Problem: Lines after the one containing "off when unset" are to be omitted; print exactly each line from the start of the records up to and including it.

(Dataset records Opens)

// Copyright (c) 2025 Fabstir
// SPDX-License-Identifier: BUSL-1.1
//! Node configuration loaded from environment variables

use anyhow::{bail, Context, Result};
use std::env;
use std::path::PathBuf;
use std::str::FromStr;
use std::time::Duration;
use url::Url;

use crate::modes::Language;

/// Complete configuration of a detection node
#[derive(Debug, Clone)]
pub struct DaraConfig {
    pub cache: CacheSettings,
    pub inference: InferenceSettings,
    pub translation: TranslationSettings,
    pub tts: TtsSettings,
    /// Port for the HTTP API
    pub api_port: u16,
    /// Language used when a request does not name one
    pub default_language: String,
}

#[derive(Debug, Clone)]
pub struct CacheSettings {
    /// Whether detection results are cached at all
    pub enabled: bool,
    pub result_cache_size: usize,
    /// Optional expiry for cached results
    pub result_cache_ttl_secs: Option<u64>,
    /// JSON file the result cache is loaded from and saved to
    pub persist_path: Option<PathBuf>,
    pub translation_cache_size: usize,
    pub audio_cache_size: usize,
}

#[derive(Debug, Clone)]
pub struct InferenceSettings {
    pub vlm_endpoint: String,
    pub vlm_model: String,
    pub max_tokens: u32,
    pub timeout_ms: u64,
    /// Longest image side sent to the backend, in pixels
    pub max_image_size: u32,
}

#[derive(Debug, Clone)]
pub struct TranslationSettings {
    /// LibreTranslate-compatible endpoint; translation is off when unset
    pub endpoint: Option<String>,
    pub api_key: Option<String>,
    pub timeout_ms: u64,
}

#[derive(Debug, Clone)]
pub struct TtsSettings {
    pub enabled: bool,
    pub engine_binary: String,
    /// Words per minute
    pub rate: u32,
    pub cache_dir: PathBuf,
    pub max_workers: usize,
}

fn env_parse<T: FromStr>(key: &str, default: T) -> T {
    env::var(key)
        .ok()
        .and_then(|v| v.trim().parse().ok())
        .unwrap_or(default)
}

fn env_flag(key: &str, default: bool) -> bool {
    env::var(key)
        .map(|v| !matches!(v.trim().to_lowercase().as_str(), "false" | "0" | "no" | "off"))
        .unwrap_or(default)
}

fn env_opt(key: &str) -> Option<String> {
    env::var(key).ok().filter(|v| !v.trim().is_empty())
}

impl DaraConfig {
    /// Load configuration from environment variables, defaulting anything unset
    pub fn from_env() -> Self {
        let defaults = Self::default();

        Self {
            cache: CacheSettings {
                enabled: env_flag("DARA_ENABLE_CACHE", defaults.cache.enabled),
                result_cache_size: env_parse("DARA_CACHE_SIZE", defaults.cache.result_cache_size),
                result_cache_ttl_secs: env_opt("DARA_CACHE_TTL_SECS").and_then(|v| v.parse().ok()),
                persist_path: env_opt("DARA_CACHE_PERSIST_PATH").map(PathBuf::from),
                translation_cache_size: env_parse(
                    "DARA_TRANSLATION_CACHE_SIZE",
                    defaults.cache.translation_cache_size,
                ),
                audio_cache_size: env_parse("DARA_AUDIO_CACHE_SIZE", defaults.cache.audio_cache_size),
            },
            inference: InferenceSettings {
                vlm_endpoint: env_opt("VLM_ENDPOINT").unwrap_or(defaults.inference.vlm_endpoint),
                vlm_model: env_opt("VLM_MODEL_NAME").unwrap_or(defaults.inference.vlm_model),
                max_tokens: env_parse("DARA_MAX_TOKENS", defaults.inference.max_tokens),
                timeout_ms: env_parse("DARA_INFERENCE_TIMEOUT_MS", defaults.inference.timeout_ms),
                max_image_size: env_parse("DARA_MAX_IMAGE_SIZE", defaults.inference.max_image_size),
            },
            translation: TranslationSettings {
                endpoint: env_opt("DARA_TRANSLATE_URL"),
                api_key: env_opt("DARA_TRANSLATE_API_KEY"),
                timeout_ms: env_parse("DARA_TRANSLATE_TIMEOUT_MS", defaults.translation.timeout_ms),
            },
            tts: TtsSettings {
                enabled: env_flag("DARA_TTS_ENABLED", defaults.tts.enabled),
                engine_binary: env_opt("DARA_TTS_ENGINE").unwrap_or(defaults.tts.engine_binary),
                rate: env_parse("DARA_TTS_RATE", defaults.tts.rate),
                cache_dir: env_opt("DARA_TTS_CACHE_DIR")
                    .map(PathBuf::from)
                    .unwrap_or(defaults.tts.cache_dir),
                max_workers: env_parse("DARA_TTS_WORKERS", defaults.tts.max_workers),
            },
            api_port: env_parse("API_PORT", defaults.api_port),
            default_language: env_opt("DARA_DEFAULT_LANGUAGE").unwrap_or(defaults.default_language),
        }
    }

    /// Validate the configuration
    pub fn validate(&self) -> Result<()> {
        if self.cache.result_cache_size == 0 {
            bail!("DARA_CACHE_SIZE must be greater than 0");
        }
        if self.cache.translation_cache_size == 0 || self.cache.audio_cache_size == 0 {
            bail!("Translation and audio cache sizes must be greater than 0");
        }
        if self.cache.result_cache_ttl_secs == Some(0) {
            bail!("DARA_CACHE_TTL_SECS must be greater than 0 when set");
        }
        if self.inference.timeout_ms == 0 {
            bail!("DARA_INFERENCE_TIMEOUT_MS must be greater than 0");
        }
        if self.inference.max_tokens == 0 {
            bail!("DARA_MAX_TOKENS must be greater than 0");
        }
        Url::parse(&self.inference.vlm_endpoint)
            .with_context(|| format!("Invalid VLM_ENDPOINT '{}'", self.inference.vlm_endpoint))?;
        if let Some(endpoint) = &self.translation.endpoint {
            Url::parse(endpoint)
                .with_context(|| format!("Invalid DARA_TRANSLATE_URL '{}'", endpoint))?;
        }
        if self.translation.timeout_ms == 0 {
            bail!("DARA_TRANSLATE_TIMEOUT_MS must be greater than 0");
        }
        if self.tts.max_workers == 0 {
            bail!("DARA_TTS_WORKERS must be greater than 0");
        }
        self.language()?;
        Ok(())
    }

    /// The configured default language, parsed
    pub fn language(&self) -> Result<Language> {
        self.default_language
            .parse()
            .with_context(|| "Invalid DARA_DEFAULT_LANGUAGE")
    }

    pub fn result_ttl(&self) -> Option<Duration> {
        self.cache.result_cache_ttl_secs.map(Duration::from_secs)
    }

    pub fn inference_timeout(&self) -> Duration {
        Duration::from_millis(self.inference.timeout_ms)
    }

    pub fn translation_timeout(&self) -> Duration {
        Duration::from_millis(self.translation.timeout_ms)
    }
}

impl Default for DaraConfig {
    fn default() -> Self {
        Self {
            cache: CacheSettings {
                enabled: true,
                result_cache_size: 100,
                result_cache_ttl_secs: None,
                persist_path: None,
                translation_cache_size: 500,
                audio_cache_size: 200,
            },
            inference: InferenceSettings {
                vlm_endpoint: "http://localhost:8081".to_string(),
                vlm_model: "florence-2-large".to_string(),
                max_tokens: 256,
                timeout_ms: 120_000,
                max_image_size: 1024,
            },
            translation: TranslationSettings {
                endpoint: None,
                api_key: None,
                timeout_ms: 5_000,
            },
            tts: TtsSettings {
                enabled: true,
                engine_binary: "espeak-ng".to_string(),
                rate: 150,
                cache_dir: PathBuf::from(".cache/tts"),
                max_workers: 2,
            },
            api_port: 8080,
            default_language: "en".to_string(),
        }
    }
}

(Dataset records Closes)

Answer space:
// Copyright (c) 2025 Fabstir
// SPDX-License-Identifier: BUSL-1.1
//! Node configuration loaded from environment variables

use anyhow::{bail, Context, Result};
use std::env;
use std::path::PathBuf;
use std::str::FromStr;
use std::time::Duration;
use url::Url;

use crate::modes::Language;

/// Complete configuration of a detection node
#[derive(Debug, Clone)]
pub struct DaraConfig {
    pub cache: CacheSettings,
    pub inference: InferenceSettings,
    pub translation: TranslationSettings,
    pub tts: TtsSettings,
    /// Port for the HTTP API
    pub api_port: u16,
    /// Language used when a request does not name one
    pub default_language: String,
}

#[derive(Debug, Clone)]
pub struct CacheSettings {
    /// Whether detection results are cached at all
    pub enabled: bool,
    pub result_cache_size: usize,
    /// Optional expiry for cached results
    pub result_cache_ttl_secs: Option<u64>,
    /// JSON file the result cache is loaded from and saved to
    pub persist_path: Option<PathBuf>,
    pub translation_cache_size: usize,
    pub audio_cache_size: usize,
}

#[derive(Debug, Clone)]
pub struct InferenceSettings {
    pub vlm_endpoint: String,
    pub vlm_model: String,
    pub max_tokens: u32,
    pub timeout_ms: u64,
    /// Longest image side sent to the backend, in pixels
    pub max_image_size: u32,
}

#[derive(Debug, Clone)]
pub struct TranslationSettings {
    /// LibreTranslate-compatible endpoint; translation is off when unset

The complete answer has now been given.